De naviguer si près du bout de l’infini,

Car il ne connaît pas le mineur endurci

Qui fonce aveuglément dans la fosse des nuits

Raymond QUENEAU

 

 

“ Ma lampe est un soleil, tous mes jours sont des nuits ” dit une chanson de mineurs belges (J. Michel 1993 : 23). Autour de la lampe de mine se jouent de multiples parties. Liée à un individu, elle est, au fond de la mine, garant de la vie de celui qui la porte ; témoigne de son absence à la lampisterie en cas de catastrophe[1]. Elle sert également de pointeuse : les horaires de travail se calculent “ de la lampe prise à la lampe rendue ”. Son mouvement, aperçu dans un travers-banc ou un fonçage, manifeste de celui des hommes. “ Du qu’es lampe al passe, l’ouvrier passe ” dit le père d’Augustin Viseux (1991 : 95). Chaque mineur connaît le numéro de sa lampe, même longtemps après le départ en retraite.
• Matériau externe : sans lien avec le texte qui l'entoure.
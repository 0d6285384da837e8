use super::{defaults, field_canvas};
use crate::block::{BlockCategory, BlockId, BlockInstance, BlockTarget, BlockType};
use crate::registry::{BlockDefinition, PaletteEntry, Registry};
use crate::render::live::{ChoiceInput, ChoiceStyle, FormElement};
use crate::render::properties::PropertyEditor;
use crate::render::{CanvasContext, VNode};
use crate::schema::{FieldSpec, Schema};
use serde_json::json;

const FIELDS: &[FieldSpec] = &[
    FieldSpec::text("label", "Label", 2, 255).required(),
    FieldSpec::text("helperText", "Helper text", 0, 255),
    FieldSpec::boolean("required", "Required").required(),
    FieldSpec::text("placeholder", "Placeholder", 0, 255),
    FieldSpec::text_list("options", "Options", 1, 1).required(),
    FieldSpec::boolean("allowMultiple", "Allow multiple selection"),
];

static SCHEMA: Schema = Schema::new(FIELDS);

/// Dropdown question
#[derive(Debug, Clone, Copy, Default)]
pub struct Select;

impl BlockDefinition for Select {
    fn block_type(&self) -> BlockType {
        BlockType::Select
    }

    fn category(&self) -> BlockCategory {
        BlockCategory::Field
    }

    fn palette(&self) -> PaletteEntry {
        PaletteEntry {
            label: "Dropdown",
            icon: "chevron-down",
        }
    }

    fn schema(&self) -> &'static Schema {
        &SCHEMA
    }

    fn create_instance(&self, id: BlockId) -> BlockInstance {
        BlockInstance::new(id, BlockType::Select).with_attributes(defaults(json!({
            "label": "Dropdown Selection",
            "helperText": "",
            "required": false,
            "placeholder": "Select an option",
            "options": ["Option 1"],
            "allowMultiple": false
        })))
    }

    fn render_canvas(&self, block: &BlockInstance, ctx: &CanvasContext<'_>) -> VNode {
        let mut select = VNode::element("select")
            .with_flag("disabled", true)
            .with_flag("multiple", block.attr_bool("allowMultiple"))
            .with_child(
                VNode::element("option")
                    .with_child(VNode::text(block.attr_str("placeholder").unwrap_or_default())),
            );
        for option in block.attr_list("options") {
            select = select.with_child(VNode::element("option").with_child(VNode::text(option)));
        }
        field_canvas(block, ctx, select)
    }

    fn render_form(&self, block: &BlockInstance, _registry: &Registry) -> FormElement {
        FormElement::Input(Box::new(ChoiceInput::new(block, ChoiceStyle::Dropdown)))
    }

    fn render_properties(
        &self,
        block: &BlockInstance,
        target: BlockTarget,
        position: usize,
    ) -> PropertyEditor {
        PropertyEditor::new(target, block, &SCHEMA, format!("Dropdown {}", position))
    }
}
/// Single- or multi-line free text
#[derive(Debug)]
pub struct TextInput {
    block: BlockInstance,
    multiline: bool,
    value: String,
    valid: bool,
}

impl TextInput {
    pub fn new(block: &BlockInstance, multiline: bool) -> Self {
        Self {
            block: block.clone(),
            multiline,
            value: String::new(),
            valid: true,
        }
    }
}

impl LiveField for TextInput {
    fn block_id(&self) -> &str {
        &self.block.id
    }

    fn input(&mut self, raw: &str, report: &mut dyn FnMut(&str, &str)) {
        self.value = raw.to_string();
        self.valid = !(self.block.is_required() && raw.trim().is_empty());
        report(&self.block.id, raw);
    }

    fn value(&self) -> String {
        self.value.clone()
    }

    fn is_valid(&self) -> bool {
        self.valid
    }

    fn view(&self, submit_error: Option<&str>) -> VNode {
        let placeholder = self.block.attr_str("placeholder").unwrap_or_default();
        let input = if self.multiline {
            let rows = self.block.attr_u64("rows").unwrap_or(3);
            VNode::element("textarea")
                .with_attr("rows", rows.to_string())
                .with_attr("placeholder", placeholder)
                .with_child(VNode::text(&self.value))
        } else {
            VNode::element("input")
                .with_attr("type", "text")
                .with_attr("placeholder", placeholder)
                .with_attr("value", &self.value)
        };
        let node = field_frame(&self.block, !self.valid || submit_error.is_some())
            .with_child(input.with_attr("name", &self.block.id));
        with_error(with_helper(node, &self.block), !self.valid, submit_error)
    }
}

#[derive(Debug, Clone, Copy, PartialEq, Eq)]
pub enum ChoiceStyle {
    /// All options visible as radio buttons / check boxes
    Buttons,
    Dropdown,
}

/// Pick one or several of a block's `options`
///
/// Multi-select toggles the clicked option. Single select is exclusive:
/// clicking an option selects it, clicking it again keeps it selected.
#[derive(Debug)]
pub struct ChoiceInput {
    block: BlockInstance,
    style: ChoiceStyle,
    selected: Vec<String>,
    valid: bool,
}

impl ChoiceInput {
    pub fn new(block: &BlockInstance, style: ChoiceStyle) -> Self {
        Self {
            block: block.clone(),
            style,
            selected: Vec::new(),
            valid: true,
        }
    }

    pub fn selected(&self) -> &[String] {
        &self.selected
    }

    fn allow_multiple(&self) -> bool {
        self.block.attr_bool("allowMultiple")
    }
}
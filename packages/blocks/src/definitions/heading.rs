use super::{defaults, text_classes, FONT_SIZES, FONT_WEIGHTS};
use crate::block::{BlockCategory, BlockId, BlockInstance, BlockTarget, BlockType};
use crate::registry::{BlockDefinition, PaletteEntry, Registry};
use crate::render::live::{static_element, FormElement};
use crate::render::properties::PropertyEditor;
use crate::render::{canvas_frame, CanvasContext, VNode};
use crate::schema::{FieldSpec, Schema};
use serde_json::json;

const FIELDS: &[FieldSpec] = &[
    FieldSpec::text("label", "Text", 2, 255).required(),
    FieldSpec::integer("level", "Level", 1, 6),
    FieldSpec::choice("fontSize", "Font size", FONT_SIZES),
    FieldSpec::choice("fontWeight", "Font weight", FONT_WEIGHTS),
];

static SCHEMA: Schema = Schema::new(FIELDS);

#[derive(Debug, Clone, Copy, Default)]
pub struct Heading;

impl Heading {
    fn heading(block: &BlockInstance) -> VNode {
        let level = block.attr_u64("level").unwrap_or(1).clamp(1, 6);
        VNode::element(format!("h{}", level))
            .with_class(text_classes(block, "medium"))
            .with_child(VNode::text(block.label().unwrap_or_default()))
    }
}

impl BlockDefinition for Heading {
    fn block_type(&self) -> BlockType {
        BlockType::Heading
    }

    fn category(&self) -> BlockCategory {
        BlockCategory::Content
    }

    fn palette(&self) -> PaletteEntry {
        PaletteEntry {
            label: "Heading",
            icon: "heading",
        }
    }

    fn schema(&self) -> &'static Schema {
        &SCHEMA
    }

    fn create_instance(&self, id: BlockId) -> BlockInstance {
        BlockInstance::new(id, BlockType::Heading).with_attributes(defaults(json!({
            "label": "Heading",
            "level": 1,
            "fontSize": "medium",
            "fontWeight": "normal"
        })))
    }

    fn render_canvas(&self, block: &BlockInstance, ctx: &CanvasContext<'_>) -> VNode {
        canvas_frame(block, ctx).with_child(Self::heading(block))
    }

    fn render_form(&self, block: &BlockInstance, _registry: &Registry) -> FormElement {
        static_element(block, Self::heading(block))
    }

    fn render_properties(
        &self,
        block: &BlockInstance,
        target: BlockTarget,
        position: usize,
    ) -> PropertyEditor {
        PropertyEditor::new(target, block, &SCHEMA, format!("Heading {}", position))
    }
}

#[cfg(test)]
mod tests {
    use super::*;

    #[test]
    fn test_level_picks_the_tag() {
        let block = Heading
            .create_instance("h".into())
            .with_attr("level", 3)
            .with_attr("fontSize", "4x-large");
        match Heading::heading(&block) {
            VNode::Element { tag, attributes, .. } => {
                assert_eq!(tag, "h3");
                assert_eq!(attributes["class"], "text-4x-large font-normal");
            }
            VNode::Text { .. } => panic!("expected element"),
        }
    }
}
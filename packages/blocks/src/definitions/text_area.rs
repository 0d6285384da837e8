use super::{defaults, field_canvas};
use crate::block::{BlockCategory, BlockId, BlockInstance, BlockTarget, BlockType};
use crate::registry::{BlockDefinition, PaletteEntry, Registry};
use crate::render::live::{FormElement, TextInput};
use crate::render::properties::PropertyEditor;
use crate::render::{CanvasContext, VNode};
use crate::schema::{FieldSpec, Schema};
use serde_json::json;

const FIELDS: &[FieldSpec] = &[
    FieldSpec::text("label", "Label", 2, 255).required(),
    FieldSpec::text("helperText", "Helper text", 0, 255),
    FieldSpec::boolean("required", "Required").required(),
    FieldSpec::text("placeholder", "Placeholder", 0, 255),
    FieldSpec::integer("rows", "Rows", 1, 20),
];

static SCHEMA: Schema = Schema::new(FIELDS);

/// Multi-line free text question
#[derive(Debug, Clone, Copy, Default)]
pub struct TextArea;

impl BlockDefinition for TextArea {
    fn block_type(&self) -> BlockType {
        BlockType::TextArea
    }

    fn category(&self) -> BlockCategory {
        BlockCategory::Field
    }

    fn palette(&self) -> PaletteEntry {
        PaletteEntry {
            label: "Text area",
            icon: "letter-text",
        }
    }

    fn schema(&self) -> &'static Schema {
        &SCHEMA
    }

    fn create_instance(&self, id: BlockId) -> BlockInstance {
        BlockInstance::new(id, BlockType::TextArea).with_attributes(defaults(json!({
            "label": "Text area",
            "helperText": "",
            "required": false,
            "placeholder": "Enter text here.",
            "rows": 3
        })))
    }

    fn render_canvas(&self, block: &BlockInstance, ctx: &CanvasContext<'_>) -> VNode {
        let rows = block.attr_u64("rows").unwrap_or(3);
        let area = VNode::element("textarea")
            .with_attr("rows", rows.to_string())
            .with_attr("placeholder", block.attr_str("placeholder").unwrap_or_default())
            .with_flag("disabled", true);
        field_canvas(block, ctx, area)
    }

    fn render_form(&self, block: &BlockInstance, _registry: &Registry) -> FormElement {
        FormElement::Input(Box::new(TextInput::new(block, true)))
    }

    fn render_properties(
        &self,
        block: &BlockInstance,
        target: BlockTarget,
        position: usize,
    ) -> PropertyEditor {
        PropertyEditor::new(target, block, &SCHEMA, format!("Text Area {}", position))
    }
}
Sans lampe on n’est rien disent souvent les anciens mineurs. Anciens mineurs, parce que nous parlerons ici à partir de données concernant la région de Ronchamp, bassin minier du nord de la Franche-Comté, où toute activité liée à la houille a cessé en 1958. Mais cela pourrait se dire de nombreux sites miniers fermés ou à la fermeture programmée, ainsi qu’au regard de nouveaux modes d’exploitation tels l’extraction à ciel ouvert ou la gazéification. La lampe de mine prend alors place sous différentes formes -porte-clefs par exemple à Blanzy- dans la panoplie des objets à vendre de la boutique du musée. La lampe est emblématique. Elle est posée à côté de la barette et du pic dans les panoplies d’outils ou dans les décors des intérieurs mineurs. Elle figure sur les bannières et les papiers à en-tête syndicaux. Elle donne forme ou s’insère dans des compositions monumentales à la gloire du mineur. Une stèle édifiée. à Ronchamp en 1976 par l’Amicale des Houillères lui emprunte son profil. Dans la mythologie du mineur comme avant garde du prolétariat[2], elle est le symbole de la marche vers le socialisme. Lors de la grande grève des mineurs des Asturies, en 1963, Jorge Semprun écrit :

“ En attendant, la lampe des mineurs éclaire un chemin d’avenir : lumière d’avant-garde ”[3]. Mais autour de la lampe de mine -ou plutôt des lampes de mines- se joue également une “ partie de compétence ”. Le fond de la mine, c’est tout d’abord la nuit et la noirceur de la matière qui amènent les novices à se cogner au toit, à se blesser contre les parois, à marquer au charbon leur corps de façon quasi-indélébile. “ On s’enfonce dans une galerie. La nuit s’y fait, les lampes qu’on porte éclairent fort peu. (…) Les lampes petites , les formes s’agitant dans la nuit fumeuse, au fond de cette tranchée béante et noire ” écrit Zola, relatant sa descente dans la fosse Renard à Denain en 1884 (E. Zola 1986 : 459-462). Dans cette nuit qui est, lors de la première descente, évoquée en des termes suggérant l’image bachelardienne du labyrinthe qui blesse (G. Bachelard 1948 : 185, 228), la première fonction de la lampe est d’éclairer.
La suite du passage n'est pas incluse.